INFORMANT: “Hindus have a lot of really specific little things that we can’t do or that are considered unlucky and stuff. Like, there’s a lot. Let me think. Like, we’re not supposed to cut our nails on Friday because it’s bad luck. It’s bad luck to sweep the house with a broom at night. If a woman’s left eye twitches, that means something bad is going to happen to her, but if a man’s right eye twitches, that means something bad is going to happen to him. I don’t necessarily follow all of these, but I know about them. Like, some of them are pretty outdated, but we still know them. I’ve just grown up with stuff like this. Some people may think it’s weird, but all my Indian friends know about it and do the same stuff, so it doesn’t even really seem weird to me.”
These little superstitions and traditions are a good example of folklore that has been passed down through so many generations that the meaning of the tradition might be obscured. At one time, there was probably a clear practical or at least religious reason that Hindu people couldn’t cut their nails on Friday, or sweep the house with a broom at night, but because so much time has passed and so many things have changed, some of these superstitions have no practical purpose anymore, but rather are archaic superstitions carried on because of a sense of duty or loyalty to the religion and the culture.
*Note: the informant is Indian-American and identifies with the Hindu religion. She is in touch with her Indian heritage but she was born in the U.S.
INFORMANT: “And then Hindus or Indians or whatever also have lots of like body language things, I don’t know how to say it, like, gestures.
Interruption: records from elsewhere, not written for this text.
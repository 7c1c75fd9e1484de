//! Status command

use std::path::Path;

use anyhow::Result;

use super::open_db;

pub fn cmd_status(db_path: &Path) -> Result<()> {
    let db = open_db(db_path)?;

    let work = db.count_work_records()?;
    let projects = db.count_projects()?;
    let objectives = db.count_objectives()?;

    let size = std::fs::metadata(db_path).map(|m| m.len()).unwrap_or(0);

    println!("Cadence status");
    println!("   ─────────────────────────────");
    println!("   Database:     {}", db_path.display());
    println!("   Size:         {:.1} KB", size as f64 / 1024.0);
    println!("   Work records: {}", work);
    println!("   Projects:     {}", projects);
    println!("   Objectives:   {}", objectives);

    if work == 0 {
        println!();
        println!("No work logged yet. Try 'cadence import --file sheet.csv'.");
    }

    Ok(())
}
//! Opportunity Detector
//!
//! Finds entities (departments and individuals) whose completion rate has
//! been above the overall average by a margin for two consecutive windows.
//! One window above average is noise; two is a practice worth spreading.

use std::collections::BTreeMap;

use crate::models::WorkRecord;

use super::engine::{AnalysisContext, Detector};
use super::types::{Finding, InsightType, Priority, RelatedItem};

/// Detector for sustained above-average performance
pub struct OpportunityDetector {
    /// How far above the overall completion rate an entity must sit
    margin: f64,
    /// Minimum records per window for a rate to be meaningful
    min_records: usize,
}

impl OpportunityDetector {
    pub fn new() -> Self {
        Self {
            margin: 0.15,
            min_records: 3,
        }
    }

    pub fn with_thresholds(margin: f64, min_records: usize) -> Self {
        Self {
            margin,
            min_records,
        }
    }

    /// Completion rates keyed by entity, restricted to entities with
    /// enough records to be meaningful
    fn rates_by<F>(&self, records: &[WorkRecord], key: F) -> BTreeMap<String, f64>
    where
        F: Fn(&WorkRecord) -> Option<String>,
    {
        let mut totals: BTreeMap<String, (usize, usize)> = BTreeMap::new();
        for record in records {
            let Some(entity) = key(record) else {
                continue;
            };
            let entry = totals.entry(entity).or_insert((0, 0));
            entry.0 += 1;
            if record.is_completed() {
                entry.1 += 1;
            }
        }

        totals
            .into_iter()
            .filter(|(_, (total, _))| *total >= self.min_records)
            .map(|(entity, (total, completed))| (entity, completed as f64 / total as f64))
            .collect()
    }

    fn sustained_entities<F>(
        &self,
        ctx: &AnalysisContext,
        kind: &str,
        key: F,
    ) -> Vec<Finding>
    where
        F: Fn(&WorkRecord) -> Option<String> + Copy,
    {
        let Some(current_mean) = completion_rate(&ctx.current_work) else {
            return vec![];
        };
        let Some(previous_mean) = completion_rate(&ctx.previous_work) else {
            return vec![];
        };

        let current_rates = self.rates_by(&ctx.current_work, key);
        let previous_rates = self.rates_by(&ctx.previous_work, key);

        current_rates
            .iter()
            .filter_map(|(entity, &current_rate)| {
                let &previous_rate = previous_rates.get(entity)?;
                let sustained = current_rate >= current_mean + self.margin
                    && previous_rate >= previous_mean + self.margin;
                if !sustained {
                    return None;
                }

                Some(
                    Finding::new(
                        InsightType::Opportunity,
                        Priority::Medium,
                        format!("{} is outperforming", entity),
                        format!(
                            "{:.0}% completion this {} period ({:.0}% last) vs a {:.0}% overall average",
                            current_rate * 100.0,
                            ctx.period,
                            previous_rate * 100.0,
                            current_mean * 100.0,
                        ),
                    )
                    .with_impact(format!(
                        "Whatever {} is doing is working across two consecutive periods; \
                         it may transfer to other teams",
                        entity
                    ))
                    .with_actions(vec![
                        format!("Ask {} what changed in their workflow", entity),
                        "Consider routing stretch work their way".to_string(),
                    ])
                    .with_related(vec![RelatedItem::new(kind, entity.clone())]),
                )
            })
            .collect()
    }
}

impl Default for OpportunityDetector {
    fn default() -> Self {
        Self::new()
    }
}

/// Overall completion rate for a window, or None when the window is empty
fn completion_rate(records: &[WorkRecord]) -> Option<f64> {
    if records.is_empty() {
        return None;
    }
    let completed = records.iter().filter(|r| r.is_completed()).count();
    Some(completed as f64 / records.len() as f64)
}

impl Detector for OpportunityDetector {
    fn id(&self) -> InsightType {
        InsightType::Opportunity
    }

    fn name(&self) -> &'static str {
        "Opportunity"
    }

    fn detect(&self, ctx: &AnalysisContext, _prior: &[Finding]) -> Vec<Finding> {
        let mut findings =
            self.sustained_entities(ctx, "department", |r| Some(r.department.clone()));
        findings.extend(self.sustained_entities(ctx, "user", |r| Some(r.user.clone())));
        findings
    }
}
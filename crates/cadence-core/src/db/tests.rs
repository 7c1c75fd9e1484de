//! Database layer tests

use chrono::{Duration, NaiveDate, Utc};

use super::Database;
use crate::models::{NewObjective, NewProject, NewWorkRecord, ProjectStatus, WorkStatus};

fn sample_work(hash: Option<&str>) -> NewWorkRecord {
    NewWorkRecord {
        logged_at: Utc::now() - Duration::hours(2),
        user: "ada".to_string(),
        department: "Engineering".to_string(),
        project_id: None,
        hours: Some(1.5),
        status: WorkStatus::Completed,
        description: "Wired up the release pipeline".to_string(),
        import_hash: hash.map(|h| h.to_string()),
    }
}

fn sample_project(name: &str) -> NewProject {
    NewProject {
        name: name.to_string(),
        status: ProjectStatus::Active,
        starts_on: NaiveDate::from_ymd_opt(2026, 1, 1).unwrap(),
        ends_on: Some(NaiveDate::from_ymd_opt(2026, 12, 31).unwrap()),
        departments: vec!["Engineering".to_string()],
        members: vec!["ada".to_string(), "grace".to_string()],
    }
}

#[test]
fn test_work_record_round_trip() {
    let db = Database::in_memory().unwrap();

    let id = db.insert_work_record(&sample_work(None)).unwrap().unwrap();
    let record = db.get_work_record(id).unwrap().unwrap();

    assert_eq!(record.user, "ada");
    assert_eq!(record.department, "Engineering");
    assert_eq!(record.status, WorkStatus::Completed);
    assert_eq!(record.hours, Some(1.5));
    assert_eq!(db.count_work_records().unwrap(), 1);
}

#[test]
fn test_work_record_import_dedup() {
    let db = Database::in_memory().unwrap();

    let first = db.insert_work_record(&sample_work(Some("abc123"))).unwrap();
    let second = db.insert_work_record(&sample_work(Some("abc123"))).unwrap();

    assert!(first.is_some());
    assert!(second.is_none());
    assert_eq!(db.count_work_records().unwrap(), 1);
}

#[test]
fn test_unhashed_records_never_dedup() {
    let db = Database::in_memory().unwrap();

    db.insert_work_record(&sample_work(None)).unwrap();
    db.insert_work_record(&sample_work(None)).unwrap();

    assert_eq!(db.count_work_records().unwrap(), 2);
}

#[test]
fn test_work_record_pagination() {
    let db = Database::in_memory().unwrap();

    for i in 0..5 {
        let mut record = sample_work(None);
        record.logged_at = Utc::now() - Duration::days(i);
        db.insert_work_record(&record).unwrap();
    }

    let page = db.list_work_records(2, 0).unwrap();
    assert_eq!(page.len(), 2);
    // Newest first
    assert!(page[0].logged_at >= page[1].logged_at);

    let rest = db.list_work_records(10, 2).unwrap();
    assert_eq!(rest.len(), 3);
}

#[test]
fn test_delete_work_record() {
    let db = Database::in_memory().unwrap();
    let id = db.insert_work_record(&sample_work(None)).unwrap().unwrap();

    db.delete_work_record(id).unwrap();
    assert!(db.get_work_record(id).unwrap().is_none());
    assert!(db.delete_work_record(id).is_err());
}

#[test]
fn test_project_round_trip() {
    let db = Database::in_memory().unwrap();

    let id = db.insert_project(&sample_project("Atlas")).unwrap();
    let project = db.get_project(id).unwrap().unwrap();

    assert_eq!(project.name, "Atlas");
    assert_eq!(project.status, ProjectStatus::Active);
    assert_eq!(project.departments, vec!["Engineering".to_string()]);
    assert_eq!(project.members.len(), 2);

    let by_name = db.get_project_by_name("Atlas").unwrap().unwrap();
    assert_eq!(by_name.id, id);
    assert!(db.get_project_by_name("Borealis").unwrap().is_none());
}

#[test]
fn test_duplicate_project_name_rejected() {
    let db = Database::in_memory().unwrap();

    db.insert_project(&sample_project("Atlas")).unwrap();
    assert!(db.insert_project(&sample_project("Atlas")).is_err());
}

#[test]
fn test_update_project_status() {
    let db = Database::in_memory().unwrap();
    let id = db.insert_project(&sample_project("Atlas")).unwrap();

    db.update_project_status(id, ProjectStatus::OnHold).unwrap();
    assert_eq!(
        db.get_project(id).unwrap().unwrap().status,
        ProjectStatus::OnHold
    );
    assert!(db
        .update_project_status(id + 99, ProjectStatus::Active)
        .is_err());
}

#[test]
fn test_objective_round_trip_and_progress() {
    let db = Database::in_memory().unwrap();

    let id = db
        .insert_objective(&NewObjective {
            title: "Close 20 deals".to_string(),
            progress: 4.0,
            target: 20.0,
            owner: Some("grace".to_string()),
            period_start: Some(NaiveDate::from_ymd_opt(2026, 1, 1).unwrap()),
            period_end: Some(NaiveDate::from_ymd_opt(2026, 3, 31).unwrap()),
        })
        .unwrap();

    let objective = db.get_objective(id).unwrap().unwrap();
    assert_eq!(objective.title, "Close 20 deals");
    assert_eq!(objective.completion_ratio(), Some(0.2));

    db.update_objective_progress(id, 12.0).unwrap();
    let updated = db.get_objective(id).unwrap().unwrap();
    assert_eq!(updated.progress, 12.0);
    assert_eq!(db.count_objectives().unwrap(), 1);
}

#[test]
fn test_snapshot_reads_on_empty_database() {
    let db = Database::in_memory().unwrap();

    assert!(db.all_work_records().unwrap().is_empty());
    assert!(db.all_projects().unwrap().is_empty());
    assert!(db.all_objectives().unwrap().is_empty());
}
Like if we touch anything with our feet that’s not the ground, say if I touched a backpack with my foot, then you have to touch the thing and then touch your eyes and do that three times. It’s funny, I have a Persian friend who has a similar thing, but for her it’s like if my feet touch another person’s feet, then I have to interlock my pinkies. I have no idea why it’s a thing.
And then we also have this saying, where like, say I’m going to a job interview and I tell a bunch of people about it and then I don’t get the job, they’ll say it’s because someone “put bad eyes on you,” which basically means they didn’t want you to get the job or were talking badly of you and basically put bad luck on you.”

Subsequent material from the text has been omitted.